Some men write their lives to save themselves from ennui, careless of the amount they inflict on their readers.
Others write their personal history, lest some kind friend should survive them, and, in showing off his own talent, unwittingly show them up.
Others, again, write their own life from a different motive—from fear that the vampires of literature might make it their prey.
I have frequently had applications to write my life, both from my countrymen and from foreigners. Some caterers for the public offered to pay me for it. Others required that I should pay them for its insertion; others offered to insert it without charge. One proposed to give me a quarter of a column gratis, and as many additional lines of eloge as I chose to write and pay for at ten-pence per line. To many of these I sent a list of my works, with the remark that they formed the best life of an author; but nobody cared to insert them.
I have no desire to write my own biography, as long as I have strength and means to do better work.
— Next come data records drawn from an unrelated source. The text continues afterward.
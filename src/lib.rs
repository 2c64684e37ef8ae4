//! scene-ngin
//!
//! The scene and resource lifecycle core of a real-time 3D/2D renderer. The
//! crate owns the orchestration around a native graphics API: which objects
//! are in the scene, in which order they are drawn, when their device
//! resources are loaded and unloaded, and how edits from other threads reach
//! the render thread without racing its traversal. The native work itself
//! (buffers, shaders, presenting) happens behind user supplied resource
//! factories and a frame sink.
//!
//! High-level modules
//! - `animation`: step sequences that move, rotate and scale objects over time
//! - `camera`: view points and the closed set of projections
//! - `context`: devices, device resources and the live engine configuration
//! - `data_structures`: scene graph, transforms, bounding boxes and object pools
//! - `error`: the engine error type
//! - `flow`: render-loop participants and the per-frame engine loop
//! - `mutation`: the queue that serialises scene edits into transactions
//! - `render`: frame composition and the presenter seam
//! - `resources`: lazily loaded, reference counted device resources
//!

pub mod animation;
pub mod camera;
pub mod context;
pub mod data_structures;
pub mod error;
pub mod flow;
pub mod mutation;
pub mod render;
pub mod resources;

// Re-exports commonly used types for convenience in downstream code.
pub use cgmath::*;
pub use error::EngineError;
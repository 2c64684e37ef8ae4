use std::{
    any::Any,
    fmt,
    panic::{self, AssertUnwindSafe},
    sync::Arc,
};

use futures::channel::mpsc;
use futures_intrusive::channel::shared::{OneshotReceiver, oneshot_channel};
use parking_lot::Mutex;

use super::{MutationReport, SceneManipulator};
use crate::{
    data_structures::scene_graph::Scene,
    error::{EngineError, Result},
};

type Job = Box<dyn FnOnce(&mut Scene) -> Applied + Send>;

struct Queued {
    seq: u64,
    job: Job,
}

/// Sequence numbers are handed out and sent under the same lock, so the
/// channel order always equals the sequence order.
struct Tail {
    next_seq: u64,
    tx: mpsc::UnboundedSender<Queued>,
}

/// Creates a mutation queue.
pub fn channel() -> (MutationSender, MutationReceiver) {
    let (tx, rx) = mpsc::unbounded();
    let tail = Arc::new(Mutex::new(Tail { next_seq: 0, tx }));
    let receiver = MutationReceiver {
        tail: tail.clone(),
        rx,
        held: None,
    };
    (MutationSender { tail }, receiver)
}

/// Submits mutations from any thread.
#[derive(Clone)]
pub struct MutationSender {
    tail: Arc<Mutex<Tail>>,
}

impl MutationSender {
    /// Queues `mutation` to run before the next frame.
    pub fn submit<F>(&self, mutation: F) -> MutationTicket<()>
    where
        F: FnOnce(&mut SceneManipulator<'_>) -> anyhow::Result<()> + Send + 'static,
    {
        self.submit_with(mutation)
    }

    /// Queues `mutation` and hands its return value to the ticket.
    pub fn submit_with<T, F>(&self, mutation: F) -> MutationTicket<T>
    where
        T: Send + 'static,
        F: FnOnce(&mut SceneManipulator<'_>) -> anyhow::Result<T> + Send + 'static,
    {
        let (done, receiver) = oneshot_channel();
        let mut tail = self.tail.lock();
        let seq = tail.next_seq;
        tail.next_seq += 1;
        let job: Job = Box::new(move |scene: &mut Scene| {
            let (applied, outcome) = match transaction(scene, mutation) {
                Ok((value, report)) => (
                    Applied::Committed {
                        seq,
                        report: report.clone(),
                    },
                    Ok((value, report)),
                ),
                Err(abort) => (
                    Applied::Aborted {
                        seq,
                        error: abort.to_error(seq),
                    },
                    Err(abort.to_error(seq)),
                ),
            };
            if done.send(outcome).is_err() {
                log::debug!("Nobody waits for mutation #{}", seq);
            }
            applied
        });
        if tail.tx.unbounded_send(Queued { seq, job }).is_err() {
            // dropping the job drops `done`, which resolves the ticket as closed
            log::warn!("Mutation #{} was submitted after the queue closed", seq);
        }
        MutationTicket { seq, receiver }
    }

    pub fn is_closed(&self) -> bool {
        self.tail.lock().tx.is_closed()
    }
}

impl fmt::Debug for MutationSender {
    fn fmt(&self, f: &mut fmt::Formatter<'_>) -> fmt::Result {
        let tail = self.tail.lock();
        f.debug_struct("MutationSender")
            .field("next_seq", &tail.next_seq)
            .field("closed", &tail.tx.is_closed())
            .finish()
    }
}

/// Completion signal of one submitted mutation.
///
/// Resolves once the render thread ran the mutation, or with
/// [`EngineError::QueueClosed`] if it never will.
pub struct MutationTicket<T: 'static> {
    seq: u64,
    receiver: OneshotReceiver<Result<(T, MutationReport)>>,
}

impl<T: 'static> MutationTicket<T> {
    /// Position of the mutation in submission order.
    pub fn seq(&self) -> u64 {
        self.seq
    }

    pub async fn wait(self) -> Result<(T, MutationReport)> {
        self.receiver
            .receive()
            .await
            .unwrap_or_else(|| Err(EngineError::QueueClosed))
    }

    /// Blocks the current thread until the mutation ran.
    ///
    /// Never call this on the thread that renders frames: it would wait for itself.
    pub fn wait_blocking(self) -> Result<(T, MutationReport)> {
        futures::executor::block_on(self.wait())
    }
}

impl<T: 'static> fmt::Debug for MutationTicket<T> {
    fn fmt(&self, f: &mut fmt::Formatter<'_>) -> fmt::Result {
        f.debug_struct("MutationTicket").field("seq", &self.seq).finish()
    }
}

/// What happened to one mutation during a drain.
#[derive(Debug)]
pub enum Applied {
    Committed { seq: u64, report: MutationReport },
    Aborted { seq: u64, error: EngineError },
}

impl Applied {
    pub fn seq(&self) -> u64 {
        match self {
            Applied::Committed { seq, .. } | Applied::Aborted { seq, .. } => *seq,
        }
    }

    pub fn is_committed(&self) -> bool {
        matches!(self, Applied::Committed { .. })
    }
}

/// The render thread's end of the queue.
pub struct MutationReceiver {
    tail: Arc<Mutex<Tail>>,
    rx: mpsc::UnboundedReceiver<Queued>,
    /// First mutation of the next drain, pulled out of the channel too early.
    held: Option<Queued>,
}

impl MutationReceiver {
    pub fn sender(&self) -> MutationSender {
        MutationSender {
            tail: self.tail.clone(),
        }
    }

    /// Runs every mutation submitted before the call, in order.
    ///
    /// Mutations submitted while the drain is running (including from inside a
    /// mutation) wait for the next call.
    pub fn apply_pending(&mut self, scene: &mut Scene) -> Vec<Applied> {
        let mut applied = Vec::new();
        self.drain(scene, |_, outcome| applied.push(outcome));
        applied
    }

    /// Like [`apply_pending`](Self::apply_pending), but hands every outcome to
    /// `on_applied` right after its mutation ran, together with the scene as
    /// that mutation left it. Returns the number of mutations that ran.
    pub fn drain<F>(&mut self, scene: &mut Scene, mut on_applied: F) -> usize
    where
        F: FnMut(&Scene, Applied),
    {
        let cutoff = self.tail.lock().next_seq;
        let mut count = 0;
        loop {
            let queued = match self.held.take() {
                Some(queued) => queued,
                None => match self.rx.try_recv() {
                    Ok(queued) => queued,
                    // empty or closed
                    Err(_) => break,
                },
            };
            if queued.seq >= cutoff {
                self.held = Some(queued);
                break;
            }
            let outcome = (queued.job)(scene);
            on_applied(scene, outcome);
            count += 1;
        }
        count
    }

    /// Stops accepting mutations and drops the ones still queued.
    ///
    /// Tickets of dropped mutations resolve with [`EngineError::QueueClosed`].
    /// Returns the number of dropped mutations.
    pub fn close(&mut self) -> usize {
        self.rx.close();
        let mut dropped = usize::from(self.held.take().is_some());
        while self.rx.try_recv().is_ok() {
            dropped += 1;
        }
        if dropped > 0 {
            log::warn!("Dropped {} mutation(s) that never ran", dropped);
        }
        dropped
    }
}

impl Drop for MutationReceiver {
    fn drop(&mut self) {
        self.close();
    }
}

impl fmt::Debug for MutationReceiver {
    fn fmt(&self, f: &mut fmt::Formatter<'_>) -> fmt::Result {
        f.debug_struct("MutationReceiver")
            .field("next_seq", &self.tail.lock().next_seq)
            .field("held", &self.held.as_ref().map(|queued| queued.seq))
            .finish()
    }
}

enum Abort {
    Failed(String),
    Panicked(String),
}

impl Abort {
    fn to_error(&self, seq: u64) -> EngineError {
        match self {
            Abort::Failed(reason) => EngineError::MutationFailed {
                seq,
                reason: reason.clone(),
            },
            Abort::Panicked(reason) => EngineError::MutationPanicked {
                seq,
                reason: reason.clone(),
            },
        }
    }
}

fn transaction<T, F>(scene: &mut Scene, mutation: F) -> std::result::Result<(T, MutationReport), Abort>
where
    F: FnOnce(&mut SceneManipulator<'_>) -> anyhow::Result<T>,
{
    let mut manipulator = SceneManipulator::new(scene);
    match panic::catch_unwind(AssertUnwindSafe(|| mutation(&mut manipulator))) {
        Ok(Ok(value)) => Ok((value, manipulator.commit())),
        Ok(Err(e)) => {
            manipulator.rollback();
            Err(Abort::Failed(format!("{:#}", e)))
        }
        Err(payload) => {
            manipulator.rollback();
            Err(Abort::Panicked(panic_message(payload.as_ref())))
        }
    }
}

fn panic_message(payload: &(dyn Any + Send)) -> String {
    if let Some(message) = payload.downcast_ref::<&str>() {
        message.to_string()
    } else if let Some(message) = payload.downcast_ref::<String>() {
        message.clone()
    } else {
        "unknown panic payload".to_string()
    }
}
The remarkable circumstances attending those Calculating Machines, on which I have spent so large a portion of my life, make me wish to place on record some account of their past history. As, however, such a work would be utterly uninteresting to the greater part of my countrymen, I thought it might be rendered less unpalatable by relating some of my experience amongst various classes of society, widely differing from each other, in which I have occasionally mixed.
This volume does not aspire to the name of an autobiography. It relates a variety of isolated circumstances in which I have taken part—some of them arranged in the order of time, and others grouped together in separate chapters, from similarity of subject.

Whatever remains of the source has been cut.